Plato's doctrine that what is most real are eternal, unchanging Forms — Justice, Beauty, the Good — of which sensible things are imperfect images.

The theory of Forms is the metaphysical centerpiece of Plato's mature philosophy, developed in dialogues including the Republic, the Phaedo, and the Symposium. Plato holds that what makes any sensible thing the kind of thing it is — what makes a particular act just, or this circle a circle — is its participation in a Form: an eternal, unchanging, mind-independent entity that exists outside the world of becoming.

The Forms are the proper objects of philosophical knowledge, and the Form of the Good is the source of intelligibility for all the other Forms, just as the sun is the source of visibility for sensible things. Aristotle was Plato's most important student and most important critic on this point: he rejected the separate existence of the Forms and held that the universal exists in the particular, not apart from it. The dispute between Platonic realism and Aristotelian immanent realism has structured nearly every subsequent debate over universals.

Plato's mature dialogues develop the theory through several distinct lines of argument. The argument from opposites in the Phaedo holds that sensible things are F and not-F at once, so what F is itself must be something other than any sensible thing. The argument from recollection in the Meno claims that the slave-boy's geometrical knowledge presupposes acquaintance with what he could not have learned through experience. The Symposium presents the ascent toward the Form of Beauty as a progressive abstraction from particular beautiful things.

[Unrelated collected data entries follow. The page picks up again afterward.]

//! Contact ownership verification via one-time codes.

use spinwin_core::contact::{normalize_contact, validate_contact, ContactMethod};
use spinwin_core::error::CoreError;
use spinwin_core::otp;
use spinwin_core::random::RandomSource;
use spinwin_delivery::CodeSender;
use spinwin_store::repositories::OtpRepo;
use spinwin_store::KvStore;

use crate::config::OtpChannels;
use crate::engine::cooldown::CooldownTracker;
use crate::error::AppResult;

/// A code that was stored and handed to the sender.
#[derive(Debug, Clone, PartialEq, Eq)]
pub struct IssuedCode {
    /// The normalized contact the code belongs to.
    pub contact: String,
    pub code: String,
}

pub struct ContactVerifier<'a> {
    store: &'a dyn KvStore,
    sender: &'a dyn CodeSender,
    rng: &'a dyn RandomSource,
    cooldowns: CooldownTracker<'a>,
    channels: OtpChannels,
}

impl<'a> ContactVerifier<'a> {
    pub fn new(
        store: &'a dyn KvStore,
        sender: &'a dyn CodeSender,
        rng: &'a dyn RandomSource,
        cooldowns: CooldownTracker<'a>,
        channels: OtpChannels,
    ) -> Self {
        Self {
            store,
            sender,
            rng,
            cooldowns,
            channels,
        }
    }

    /// Issue a fresh code for `contact` and dispatch it.
    ///
    /// Replaces any pending code. Contacts still cooling down are refused
    /// before a code is generated. A failed dispatch leaves the stored code
    /// in place and surfaces as [`CoreError::TransportFailure`].
    pub async fn request_code(&self, contact: &str, method: ContactMethod) -> AppResult<IssuedCode> {
        let contact = normalize_contact(contact)?;
        if !self.channels.is_enabled(method) {
            return Err(CoreError::InvalidInput(format!(
                "Verification by {method} is not enabled"
            ))
            .into());
        }
        validate_contact(&contact, method)?;
        self.cooldowns.ensure_eligible(&contact).await?;

        let code = otp::generate_code(self.rng);
        OtpRepo::put(self.store, &contact, &code).await?;

        self.sender
            .send_code(&contact, &code, method)
            .await
            .map_err(|e| CoreError::TransportFailure(e.to_string()))?;

        tracing::info!(contact = %contact, method = %method, "Verification code issued");
        Ok(IssuedCode { contact, code })
    }

    /// Check `code` against the pending one and consume it on a match.
    ///
    /// A verified contact that is still cooling down gets
    /// [`CoreError::CooldownActive`]; the code is spent either way.
    pub async fn verify_code(&self, contact: &str, code: &str) -> AppResult<()> {
        let contact = normalize_contact(contact)?;
        let code = code.trim();
        if code.is_empty() {
            return Err(CoreError::InvalidInput("Verification code is required".into()).into());
        }
        if !otp::is_well_formed(code) {
            return Err(CoreError::InvalidInput("Verification code must be 6 digits".into()).into());
        }

        let stored = OtpRepo::find(self.store, &contact).await?.ok_or_else(|| {
            CoreError::NotFound {
                entity: "Verification code",
                key: contact.clone(),
            }
        })?;
        if stored != code {
            tracing::debug!(contact = %contact, "Verification code mismatch");
            return Err(CoreError::Mismatch.into());
        }

        OtpRepo::delete(self.store, &contact).await?;
        tracing::info!(contact = %contact, "Contact verified");

        self.cooldowns.ensure_eligible(&contact).await
    }
}
//! Verification email content.

use spinwin_core::otp::OTP_TTL_SECS;

/// Subject plus plain-text and HTML bodies of one email.
#[derive(Debug, Clone)]
pub struct EmailContent {
    pub subject: String,
    pub text: String,
    pub html: String,
}

/// Email carrying a verification `code`, branded with `brand`.
pub fn otp_email(code: &str, brand: &str) -> EmailContent {
    let minutes = OTP_TTL_SECS / 60;
    let subject = format!("{brand}: your verification code");

    let text = format!(
        "{brand} - your offer awaits!\n\n\
         Your verification code: {code}\n\n\
         Enter this 6-digit code on the {brand} website to claim your offer.\n\n\
         - The code expires in {minutes} minutes\n\
         - It can be used only once\n\
         - Never share it with anyone\n"
    );

    let html = format!(
        "<!DOCTYPE html>\
         <html><head><meta charset=\"utf-8\"><title>{brand} verification</title></head>\
         <body style=\"font-family: Arial, sans-serif; background-color: #fef7ed;\">\
         <div style=\"max-width: 600px; margin: 0 auto; padding: 20px;\">\
         <h1 style=\"color: #ea580c;\">{brand}</h1>\
         <p>Enter this code to claim your offer:</p>\
         <div style=\"font-size: 2.5rem; font-weight: bold; letter-spacing: 8px; \
         font-family: 'Courier New', monospace;\">{code}</div>\
         <ul>\
         <li>The code expires in {minutes} minutes</li>\
         <li>It can be used only once</li>\
         </ul>\
         <p style=\"color: #6b7280; font-size: 0.9rem;\">This code is confidential. \
         Never share it with anyone.</p>\
         </div></body></html>"
    );

    EmailContent {
        subject,
        text,
        html,
    }
}
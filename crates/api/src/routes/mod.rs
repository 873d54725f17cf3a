pub mod admin;
pub mod health;
pub mod maintenance;
pub mod offers;

use axum::Router;

use crate::state::AppState;

/// Build the `/api` route tree.
///
/// Route hierarchy:
///
/// ```text
/// /send-otp                 issue a verification code (POST)
/// /verify-otp               check a verification code (POST)
/// /generate-offer           award an offer to a verified contact (POST)
///
/// /admin/offers             list (GET), mark consumed (POST); admin token
///
/// /cleanup                  run the sweep (POST, cleanup token), usage (GET)
/// ```
pub fn api_routes() -> Router<AppState> {
    Router::new()
        // Public flow: verify, then spin.
        .merge(offers::router())
        // Reconciliation for staff.
        .nest("/admin", admin::router())
        // Maintenance.
        .merge(maintenance::router())
}
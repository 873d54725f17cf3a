//! Shared application router builder.
//!
//! [`build_app_router`] is used by both `main.rs` and `tests/common/mod.rs`
//! so they run the same middleware stack.

use std::time::Duration;

use axum::http::header::{AUTHORIZATION, CONTENT_TYPE};
use axum::http::{HeaderName, Method, StatusCode};
use axum::Router;
use tower_http::catch_panic::CatchPanicLayer;
use tower_http::cors::CorsLayer;
use tower_http::request_id::{MakeRequestUuid, PropagateRequestIdLayer, SetRequestIdLayer};
use tower_http::timeout::TimeoutLayer;
use tower_http::trace::{DefaultMakeSpan, DefaultOnResponse, TraceLayer};
use tracing::Level;

use crate::config::ServerConfig;
use crate::routes;
use crate::state::AppState;

/// Build the full application router with its middleware stack.
pub fn build_app_router(state: AppState) -> Router {
    let cors = build_cors_layer(&state.config);
    let timeout = Duration::from_secs(state.config.request_timeout_secs);
    let request_id_header = HeaderName::from_static("x-request-id");

    Router::new()
        // Health check at root level (not under /api).
        .merge(routes::health::router())
        .nest("/api", routes::api_routes())
        // -- Middleware stack (applied bottom-up) --
        // Panic recovery: catch panics and return 500.
        .layer(CatchPanicLayer::new())
        .layer(TimeoutLayer::with_status_code(
            StatusCode::REQUEST_TIMEOUT,
            timeout,
        ))
        // Propagate request ID to response.
        .layer(PropagateRequestIdLayer::new(request_id_header.clone()))
        .layer(
            TraceLayer::new_for_http()
                .make_span_with(DefaultMakeSpan::new().level(Level::INFO))
                .on_response(DefaultOnResponse::new().level(Level::INFO)),
        )
        .layer(SetRequestIdLayer::new(request_id_header, MakeRequestUuid))
        .layer(cors)
        .with_state(state)
}

/// Build the CORS middleware layer from server configuration.
///
/// Panics at startup if any configured origin is invalid, so that
/// misconfiguration fails fast.
pub fn build_cors_layer(config: &ServerConfig) -> CorsLayer {
    let origins: Vec<_> = config
        .cors_origins
        .iter()
        .map(|o| {
            o.parse()
                .unwrap_or_else(|e| panic!("Invalid CORS origin '{o}': {e}"))
        })
        .collect();

    CorsLayer::new()
        .allow_origin(origins)
        .allow_methods([Method::GET, Method::POST])
        .allow_headers([CONTENT_TYPE, AUTHORIZATION])
        .allow_credentials(true)
        .max_age(Duration::from_secs(3600))
}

The dispute over the Forms structured medieval debates over universals. Realists from Boethius through Anselm and Aquinas held in different ways that universals are real, though most rejected Plato's separation. Nominalists from Roscelin through William of Ockham held that only individuals exist, with universals as mental signs. The dispute reappears in modern philosophy in debates over abstract objects, mathematical Platonism, and the metaphysics of properties.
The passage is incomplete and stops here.